> [ACTION ITEM] Please copy each line from the entries that contains the string "self".

> [SOURCE MATERIAL]
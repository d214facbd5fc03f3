//! # Statement Grammar
//!
//! Tokenizing shared by the importer and the query engine, plus the
//! `.nt` file gate both of them open input through.

use crate::identifier;
use crate::primitives::{FILE_EXTENSION, STATEMENT_TERMINATOR, TOKENS_PER_STATEMENT};
use crate::types::{FactError, LineDefect, Position};
use std::fs::File;
use std::io::{self, BufRead, BufReader};
use std::path::Path;

/// Split a line into exactly three whitespace-separated tokens.
pub fn tokens(line: &str) -> Result<[&str; TOKENS_PER_STATEMENT], LineDefect> {
    let parts: Vec<&str> = line.split_whitespace().collect();
    match parts.as_slice() {
        [subject, predicate, object] => Ok([*subject, *predicate, *object]),
        _ => Err(LineDefect::TokenCount { found: parts.len() }),
    }
}

/// Strip the mandatory terminator from an object token.
pub fn strip_terminator(token: &str) -> Result<&str, LineDefect> {
    token
        .strip_suffix(STATEMENT_TERMINATOR)
        .ok_or_else(|| LineDefect::MissingTerminator {
            token: token.to_string(),
        })
}

/// Check a token against the identifier grammar for `position`.
pub fn require_identifier(token: &str, position: Position) -> Result<&str, LineDefect> {
    if identifier::validate(token) {
        Ok(token)
    } else {
        Err(LineDefect::InvalidIdentifier {
            position,
            token: token.to_string(),
        })
    }
}

/// Reject paths without the `.nt` extension. Does not touch the filesystem.
pub fn require_extension(path: &Path) -> Result<(), FactError> {
    match path.extension().and_then(|ext| ext.to_str()) {
        Some(ext) if ext == FILE_EXTENSION => Ok(()),
        _ => Err(FactError::InvalidImportTarget {
            path: path.display().to_string(),
        }),
    }
}

/// Gate on the extension, then open the file for line reading.
pub fn open(path: &Path) -> Result<BufReader<File>, FactError> {
    require_extension(path)?;
    let file = File::open(path).map_err(|e| FactError::io(path, &e))?;
    Ok(BufReader::new(file))
}

/// Lines of a statement stream, decoded lossily.
///
/// Splits on `\n` and drops a trailing `\r`. Bytes that are not UTF-8
/// become U+FFFD, which no identifier accepts, so a bad byte fails that one
/// line's grammar check. Only a failed read yields `Err`.
pub struct StatementLines<R> {
    reader: R,
    buf: Vec<u8>,
}

/// Iterate the lines of `reader`. See [`StatementLines`].
pub fn lines<R: BufRead>(reader: R) -> StatementLines<R> {
    StatementLines {
        reader,
        buf: Vec::new(),
    }
}

impl<R: BufRead> Iterator for StatementLines<R> {
    type Item = io::Result<String>;

    fn next(&mut self) -> Option<Self::Item> {
        self.buf.clear();
        match self.reader.read_until(b'\n', &mut self.buf) {
            Ok(0) => None,
            Ok(_) => {
                let bytes = self.buf.as_slice();
                let bytes = bytes.strip_suffix(b"\n").unwrap_or(bytes);
                let bytes = bytes.strip_suffix(b"\r").unwrap_or(bytes);
                Some(Ok(String::from_utf8_lossy(bytes).into_owned()))
            }
            Err(e) => Some(Err(e)),
        }
    }
}

/// Label used for a file in diagnostics.
#[must_use]
pub fn source_label(path: &Path) -> String {
    path.file_name()
        .map(|name| name.to_string_lossy().into_owned())
        .unwrap_or_else(|| path.display().to_string())
}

> [TASK SOLUTION]
use std::io::{self, BufRead, BufReader};
    fn next(&mut self) -> Option<Self::Item> {
        self.buf.clear();
        match self.reader.read_until(b'\n', &mut self.buf) {
                let bytes = self.buf.as_slice();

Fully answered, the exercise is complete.